**Work instruction**
Each entry in the block below needs to be copied out exactly.

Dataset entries
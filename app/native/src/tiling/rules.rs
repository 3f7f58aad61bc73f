//! Enumeration filter.
//!
//! Decides which top-level windows the tiling engine manages. A window is a
//! candidate when it is shown, titled, not cloaked, has a title bar, is not
//! excluded by title and (optionally) is not owned by another window.
//!
//! # Title rules
//!
//! ```text
//! ignoreTitles: ["Calculator"]          // exact, case-sensitive
//! ignoreTitlePatterns: ["^Picture-in"]  // regex, matched anywhere in the title
//! ```

use regex::Regex;

use super::surface::SurfaceWindow;
use crate::config::TilingConfig;

/// Why a window was not accepted.
#[derive(Clone, Copy, Debug, PartialEq, Eq)]
pub enum Rejection {
    /// Empty title.
    Untitled,
    /// Not visible or iconified.
    Hidden,
    /// Hidden on another virtual desktop.
    Cloaked,
    /// Tool or tray window without a title bar.
    NoTitlebar,
    /// Title excluded by configuration.
    IgnoredTitle,
    /// Owned by another window while child windows are ignored.
    Owned,
}

/// Compiled enumeration filter.
#[derive(Clone, Debug, Default)]
pub struct WindowFilter {
    ignore_titles: Vec<String>,
    ignore_patterns: Vec<Regex>,
    ignore_children: bool,
}

impl WindowFilter {
    #[must_use]
    pub const fn new(ignore_titles: Vec<String>, ignore_patterns: Vec<Regex>, ignore_children: bool) -> Self {
        Self { ignore_titles, ignore_patterns, ignore_children }
    }

    /// Build the filter from configuration.
    ///
    /// Invalid patterns are skipped with a warning; [`TilingConfig::validate`]
    /// reports them beforehand.
    #[must_use]
    pub fn from_config(config: &TilingConfig) -> Self {
        let ignore_patterns = config
            .ignore_title_patterns
            .iter()
            .filter_map(|pattern| match Regex::new(pattern) {
                Ok(regex) => Some(regex),
                Err(err) => {
                    tracing::warn!(pattern = %pattern, %err, "skipping invalid title pattern");
                    None
                }
            })
            .collect();

        Self::new(config.ignore_titles.clone(), ignore_patterns, config.ignore_children)
    }

    /// Whether a title is excluded by the exact list or any pattern.
    #[must_use]
    pub fn is_ignored_title(&self, title: &str) -> bool {
        self.ignore_titles.iter().any(|t| t == title) || self.ignore_patterns.iter().any(|re| re.is_match(title))
    }

    /// Whether a title qualifies for management at all.
    #[must_use]
    pub fn accepts_title(&self, title: &str) -> bool { !title.is_empty() && !self.is_ignored_title(title) }

    /// Check an enumerated window against every rule.
    ///
    /// # Errors
    ///
    /// Returns the first [`Rejection`] that applies.
    pub fn check(&self, window: &SurfaceWindow) -> Result<(), Rejection> {
        if window.title.is_empty() {
            return Err(Rejection::Untitled);
        }
        if !window.visible || window.minimized {
            return Err(Rejection::Hidden);
        }
        if window.cloaked {
            return Err(Rejection::Cloaked);
        }
        if !window.has_titlebar {
            return Err(Rejection::NoTitlebar);
        }
        if self.is_ignored_title(&window.title) {
            return Err(Rejection::IgnoredTitle);
        }
        if self.ignore_children && window.owner.is_some() {
            return Err(Rejection::Owned);
        }
        Ok(())
    }

    /// Predicate form of [`Self::check`].
    #[must_use]
    pub fn is_candidate(&self, window: &SurfaceWindow) -> bool { self.check(window).is_ok() }
}

#[cfg(test)]
mod tests {
    use super::*;
    use crate::tiling::state::Rect;

    fn make_window(title: &str) -> SurfaceWindow {
        SurfaceWindow {
            id: 1,
            title: title.to_string(),
            rect: Rect::from_xywh(0, 0, 800, 600),
            owner: None,
            cloaked: false,
            minimized: false,
            visible: true,
            has_titlebar: true,
        }
    }

    fn make_filter() -> WindowFilter {
        WindowFilter::new(
            vec!["Calculator".to_string()],
            vec![Regex::new("^Picture-in-").unwrap()],
            true,
        )
    }

    #[test]
    fn test_accepts_regular_window() {
        assert_eq!(make_filter().check(&make_window("Terminal")), Ok(()));
    }

    #[test]
    fn test_rejects_untitled_window() {
        assert_eq!(make_filter().check(&make_window("")), Err(Rejection::Untitled));
    }

    #[test]
    fn test_rejects_exact_title() {
        let filter = make_filter();
        assert_eq!(filter.check(&make_window("Calculator")), Err(Rejection::IgnoredTitle));
        // Exact match only.
        assert!(filter.is_candidate(&make_window("Calculator - history")));
    }

    #[test]
    fn test_rejects_title_pattern() {
        let filter = make_filter();
        assert!(!filter.is_candidate(&make_window("Picture-in-picture")));
        assert!(filter.is_candidate(&make_window("My Picture-in-picture")));
    }

    #[test]
    fn test_rejects_hidden_and_minimized() {
        let filter = make_filter();

        let mut window = make_window("Editor");
        window.visible = false;
        assert_eq!(filter.check(&window), Err(Rejection::Hidden));

        let mut window = make_window("Editor");
        window.minimized = true;
        assert_eq!(filter.check(&window), Err(Rejection::Hidden));
    }

    #[test]
    fn test_rejects_cloaked_and_titlebarless() {
        let filter = make_filter();

        let mut window = make_window("Editor");
        window.cloaked = true;
        assert_eq!(filter.check(&window), Err(Rejection::Cloaked));

        let mut window = make_window("Tray");
        window.has_titlebar = false;
        assert_eq!(filter.check(&window), Err(Rejection::NoTitlebar));
    }

    #[test]
    fn test_owned_windows_follow_flag() {
        let mut window = make_window("Save As");
        window.owner = Some(7);

        assert_eq!(make_filter().check(&window), Err(Rejection::Owned));
        assert!(WindowFilter::new(Vec::new(), Vec::new(), false).is_candidate(&window));
    }

    #[test]
    fn test_from_config_skips_invalid_patterns() {
        let config = TilingConfig {
            ignore_title_patterns: vec!["(".to_string(), "^Zoom".to_string()],
            ..TilingConfig::default()
        };
        let filter = WindowFilter::from_config(&config);
        assert!(filter.is_ignored_title("Zoom Meeting"));
        assert!(filter.is_ignored_title("Calculator"));
    }
}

**Exercise result**
filename app/native/src/tiling/rules.rs
repository 3f7f58aad61bc73f
//! Enumeration filter.
//!
//! Decides which top-level windows the tiling engine manages. A window is a
//! candidate when it is shown, titled, not cloaked, has a title bar, is not
//! excluded by title and (optionally) is not owned by another window.
//!
//! # Title rules
//!
//! ```text
//! ignoreTitles: ["Calculator"]          // exact, case-sensitive
//! ignoreTitlePatterns: ["^Picture-in"]  // regex, matched anywhere in the title
//! ```

use regex::Regex;

use super::surface::SurfaceWindow;
use crate::config::TilingConfig;

/// Why a window was not accepted.
#[derive(Clone, Copy, Debug, PartialEq, Eq)]
pub enum Rejection {
    /// Empty title.
    Untitled,
    /// Not visible or iconified.
    Hidden,
    /// Hidden on another virtual desktop.
    Cloaked,
    /// Tool or tray window without a title bar.
    NoTitlebar,
    /// Title excluded by configuration.
    IgnoredTitle,
    /// Owned by another window while child windows are ignored.
    Owned,
}

/// Compiled enumeration filter.
#[derive(Clone, Debug, Default)]
pub struct WindowFilter {
    ignore_titles: Vec<String>,
    ignore_patterns: Vec<Regex>,
    ignore_children: bool,
}

impl WindowFilter {
    #[must_use]
    pub const fn new(ignore_titles: Vec<String>, ignore_patterns: Vec<Regex>, ignore_children: bool) -> Self {
        Self { ignore_titles, ignore_patterns, ignore_children }
    }

    /// Build the filter from configuration.
    ///
    /// Invalid patterns are skipped with a warning; [`TilingConfig::validate`]
    /// reports them beforehand.
    #[must_use]
    pub fn from_config(config: &TilingConfig) -> Self {
        let ignore_patterns = config
            .ignore_title_patterns
            .iter()
            .filter_map(|pattern| match Regex::new(pattern) {
                Ok(regex) => Some(regex),
                Err(err) => {
                    tracing::warn!(pattern = %pattern, %err, "skipping invalid title pattern");
                    None
                }
            })
            .collect();

        Self::new(config.ignore_titles.clone(), ignore_patterns, config.ignore_children)
    }

    /// Whether a title is excluded by the exact list or any pattern.
    #[must_use]
    pub fn is_ignored_title(&self, title: &str) -> bool {
        self.ignore_titles.iter().any(|t| t == title) || self.ignore_patterns.iter().any(|re| re.is_match(title))
    }

    /// Whether a title qualifies for management at all.
    #[must_use]
    pub fn accepts_title(&self, title: &str) -> bool { !title.is_empty() && !self.is_ignored_title(title) }

    /// Check an enumerated window against every rule.
    ///
    /// # Errors
    ///
    /// Returns the first [`Rejection`] that applies.
    pub fn check(&self, window: &SurfaceWindow) -> Result<(), Rejection> {
        if window.title.is_empty() {
            return Err(Rejection::Untitled);
        }
        if !window.visible || window.minimized {
            return Err(Rejection::Hidden);
        }
        if window.cloaked {
            return Err(Rejection::Cloaked);
        }
        if !window.has_titlebar {
            return Err(Rejection::NoTitlebar);
        }
        if self.is_ignored_title(&window.title) {
            return Err(Rejection::IgnoredTitle);
        }
        if self.ignore_children && window.owner.is_some() {
            return Err(Rejection::Owned);
        }
        Ok(())
    }

    /// Predicate form of [`Self::check`].
    #[must_use]
    pub fn is_candidate(&self, window: &SurfaceWindow) -> bool { self.check(window).is_ok() }
}

#[cfg(test)]
mod tests {
    use super::*;
    use crate::tiling::state::Rect;

    fn make_window(title: &str) -> SurfaceWindow {
        SurfaceWindow {
            id: 1,
            title: title.to_string(),
            rect: Rect::from_xywh(0, 0, 800, 600),
            owner: None,
            cloaked: false,
            minimized: false,
            visible: true,
            has_titlebar: true,
        }
    }

    fn make_filter() -> WindowFilter {
        WindowFilter::new(
            vec!["Calculator".to_string()],
            vec![Regex::new("^Picture-in-").unwrap()],
            true,
        )
    }

    #[test]
    fn test_accepts_regular_window() {
        assert_eq!(make_filter().check(&make_window("Terminal")), Ok(()));
    }

    #[test]
    fn test_rejects_untitled_window() {
        assert_eq!(make_filter().check(&make_window("")), Err(Rejection::Untitled));
    }

    #[test]
    fn test_rejects_exact_title() {
        let filter = make_filter();
        assert_eq!(filter.check(&make_window("Calculator")), Err(Rejection::IgnoredTitle));
        // Exact match only.
        assert!(filter.is_candidate(&make_window("Calculator - history")));
    }

    #[test]
    fn test_rejects_title_pattern() {
        let filter = make_filter();
        assert!(!filter.is_candidate(&make_window("Picture-in-picture")));
        assert!(filter.is_candidate(&make_window("My Picture-in-picture")));
    }

    #[test]
    fn test_rejects_hidden_and_minimized() {
        let filter = make_filter();

        let mut window = make_window("Editor");
        window.visible = false;
        assert_eq!(filter.check(&window), Err(Rejection::Hidden));

        let mut window = make_window("Editor");
        window.minimized = true;
        assert_eq!(filter.check(&window), Err(Rejection::Hidden));
    }

    #[test]
    fn test_rejects_cloaked_and_titlebarless() {
        let filter = make_filter();

        let mut window = make_window("Editor");
        window.cloaked = true;
        assert_eq!(filter.check(&window), Err(Rejection::Cloaked));

        let mut window = make_window("Tray");
        window.has_titlebar = false;
        assert_eq!(filter.check(&window), Err(Rejection::NoTitlebar));
    }

    #[test]
    fn test_owned_windows_follow_flag() {
        let mut window = make_window("Save As");
        window.owner = Some(7);

        assert_eq!(make_filter().check(&window), Err(Rejection::Owned));
        assert!(WindowFilter::new(Vec::new(), Vec::new(), false).is_candidate(&window));
    }

    #[test]
    fn test_from_config_skips_invalid_patterns() {
        let config = TilingConfig {
            ignore_title_patterns: vec!["(".to_string(), "^Zoom".to_string()],
            ..TilingConfig::default()
        };
        let filter = WindowFilter::from_config(&config);
        assert!(filter.is_ignored_title("Zoom Meeting"));
        assert!(filter.is_ignored_title("Calculator"));
    }
}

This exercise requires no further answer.